A 6-year old boy initially presented to us with headache, vomiting, and ataxia of 6-months duration. Cranial magnetic resonance imaging (MRI) showed a large lobulated, midline vermian space-occupying lesion, hypo-to iso-intense on T1-weighted images, hyperintense on T2-weighted and FLAIR images with prominent and homogenous enhancement post-contrast (Figure 1A-C) with aqueductal compression causing supratentorial hydrocephalus suggestive of medulloblastoma. He underwent near-total excision of the vermian space occupying lesion at an outside hospital that was reported as classical medulloblastoma on conventional light microscopy (Figure 1D). The non-availability of formalin-fixed paraffin embedded tumor tissue blocks precluded further molecular subgrouping of medulloblastoma.
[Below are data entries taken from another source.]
// Copyright (c) 2026 Bountyy Oy. All rights reserved.
// This software is proprietary and confidential.

/**
 * Bountyy Oy - ShieldEye Server
 * Wires configuration, storage, queues, workers and the HTTP surface
 *
 * @copyright 2026 Bountyy Oy
 * @license Proprietary - Enterprise Edition
 */

use anyhow::{Context, Result};
use clap::Parser;
use std::collections::HashSet;
use std::net::SocketAddr;
use std::sync::atomic::{AtomicBool, Ordering};
use std::sync::Arc;
use std::time::Duration;
use tokio::sync::Mutex;
use tracing::{info, warn};
use tracing_subscriber::EnvFilter;

use shieldeye::analyze::AnalyzeWorker;
use shieldeye::api::{build_router, AppState, RateLimiter};
use shieldeye::cache::{InflightDedup, ResponseCache};
use shieldeye::config::Config;
use shieldeye::database::Database;
use shieldeye::health::HealthChecker;
use shieldeye::insight::InsightProvider;
use shieldeye::metrics::MetricsCollector;
use shieldeye::policy::TargetPolicy;
use shieldeye::queue::{JobQueue, ANALYSIS_QUEUE, SCAN_QUEUE};
use shieldeye::render::RenderWorker;
use shieldeye::storage::ArtifactStore;
use shieldeye::vuln_feed::VulnerabilityFeed;

/// Grace period for active jobs on shutdown.
const SHUTDOWN_GRACE: Duration = Duration::from_secs(30);

#[derive(Parser, Debug)]
#[command(name = "shieldeye", version, about = "ShieldEye web application surface scanner")]
struct Cli {
    /// Listen port (overrides PORT)
    #[arg(long)]
    port: Option<u16>,

    /// Skip schema creation at startup
    #[arg(long)]
    no_migrate: bool,

    /// Serve the API without in-process workers
    #[arg(long)]
    api_only: bool,
}

#[tokio::main]
async fn main() -> Result<()> {
    tracing_subscriber::fmt()
        .with_env_filter(
            EnvFilter::try_from_default_env().unwrap_or_else(|_| EnvFilter::new("shieldeye=info")),
        )
        .init();

    let cli = Cli::parse();
    let mut config = Config::from_env();
    if let Some(port) = cli.port {
        config.server.port = port;
    }

    info!(version = env!("CARGO_PKG_VERSION"), "Starting ShieldEye");

    // Storage layers.
    let db = Arc::new(
        Database::new(&config.database)
            .await
            .context("Database initialization failed")?,
    );
    if !cli.no_migrate {
        db.init_schema().await.context("Schema creation failed")?;
    }

    let storage = ArtifactStore::new(&config.storage).context("Object store setup failed")?;
    if let Err(e) = storage.ensure_bucket().await {
        warn!(error = %e, "Bucket check failed; continuing, uploads may fail");
    }

    // Queues share one Redis pool per process.
    let scan_queue = JobQueue::connect(&config.redis.url, SCAN_QUEUE, config.queue.clone())
        .await
        .context("Queue backend connection failed")?;
    let analysis_queue =
        JobQueue::with_pool(scan_queue.pool(), ANALYSIS_QUEUE, config.queue.clone());

    scan_queue.spawn_maintenance();
    analysis_queue.spawn_maintenance();

    let policy = TargetPolicy::new();
    let feed = VulnerabilityFeed::new(config.feed.clone(), Arc::clone(&db));
    let metrics = Arc::new(MetricsCollector::new());
    let insight = InsightProvider::from_config(&config.limits);

    let health = Arc::new(HealthChecker::new(
        env!("CARGO_PKG_VERSION").to_string(),
        Arc::clone(&db),
        scan_queue.clone(),
        analysis_queue.clone(),
        storage.clone(),
    ));
    Arc::clone(&health).spawn_periodic(Duration::from_secs(30));

    // Workers.
    let shutdown = Arc::new(AtomicBool::new(false));
    let mut worker_handles = Vec::new();

    if !cli.api_only {
        for _ in 0..config.queue.render_concurrency.max(1) {
            let worker = Arc::new(RenderWorker::new(
                Arc::clone(&db),
                storage.clone(),
                scan_queue.clone(),
                analysis_queue.clone(),
                policy.clone(),
                config.limits.clone(),
                config.queue.clone(),
                Arc::clone(&shutdown),
            )?);
            worker_handles.push(tokio::spawn(worker.run()));
        }

        let processing = Arc::new(Mutex::new(HashSet::new()));
        for _ in 0..config.queue.analyze_concurrency.max(1) {
            let worker = Arc::new(AnalyzeWorker::new(
                Arc::clone(&db),
                storage.clone(),
                analysis_queue.clone(),
                feed.clone(),
                config.queue.clone(),
                Arc::clone(&processing),
                Arc::clone(&shutdown),
            ));
            worker_handles.push(tokio::spawn(worker.run()));
        }

        info!(
            render = config.queue.render_concurrency,
            analyze = config.queue.analyze_concurrency,
            "Workers started"
        );
    }

    // HTTP surface.
    let state = Arc::new(AppState {
        db,
        scan_queue,
        analysis_queue,
        storage,
        policy,
        metrics,
        health,
        response_cache: ResponseCache::new(Duration::from_secs(30)),
        dedup: Arc::new(InflightDedup::new()),
        rate_limiter: RateLimiter::new(
            Duration::from_millis(config.server.rate_limit_window_ms),
            config.server.rate_limit_max,
        ),
        insight,
        config,
    });

    let addr = SocketAddr::from(([0, 0, 0, 0], state.config.server.port));
    let listener = tokio::net::TcpListener::bind(addr)
        .await
        .with_context(|| format!("Failed to bind {}", addr))?;
    info!(%addr, "API listening");

    let app = build_router(Arc::clone(&state));
    let shutdown_flag = Arc::clone(&shutdown);
    axum::serve(
        listener,
        app.into_make_service_with_connect_info::<SocketAddr>(),
    )
    .with_graceful_shutdown(async move {
        wait_for_signal().await;
        info!("Shutdown signal received, draining");
        shutdown_flag.store(true, Ordering::Relaxed);
    })
    .await
    .context("Server error")?;

    // Give active jobs up to the grace period, then go.
    let drain = async {
        for handle in worker_handles {
            let _ = handle.await;
        }
    };
    if tokio::time::timeout(SHUTDOWN_GRACE, drain).await.is_err() {
        warn!("Shutdown grace period elapsed, terminating active tasks");
    }

    info!("ShieldEye stopped");
    Ok(())
}

async fn wait_for_signal() {
    let ctrl_c = async {
        let _ = tokio::signal::ctrl_c().await;
    };

    #[cfg(unix)]
    let terminate = async {
        use tokio::signal::unix::{signal, SignalKind};
        match signal(SignalKind::terminate()) {
            Ok(mut stream) => {
                stream.recv().await;
            }
            Err(_) => std::future::pending::<()>().await,
        }
    };

    #[cfg(not(unix))]
    let terminate = std::future::pending::<()>();

    tokio::select! {
        _ = ctrl_c => {},
        _ = terminate => {},
    }
}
Post-operative MRI revealed the presence of two small residual enhancing nodules at the edge of the resection cavity. Neuraxial staging using MRI of the spine with gadolinium and cerebrospinal fluid (CSF) malignant cell cytology via a lumbar puncture did not show any evidence of leptomeningeal dissemination. Although there was no evidence of leptomeningeal metastases (M0 status), he was categorized as high-risk disease by virtue of residual tumor volume >1.5 X 1.5cm² as per the prevalent risk-stratification system, and treated on an ongoing institutional phase II study of concurrent carboplatin with standard-dose craniospinal irradiation with posterior fossa boost followed by six cycle of multi-agent adjuvant systemic chemotherapy. Neuraxial imaging after completion of adjuvant therapy showed complete resolution of residual enhancing nodules with reactive gliosis.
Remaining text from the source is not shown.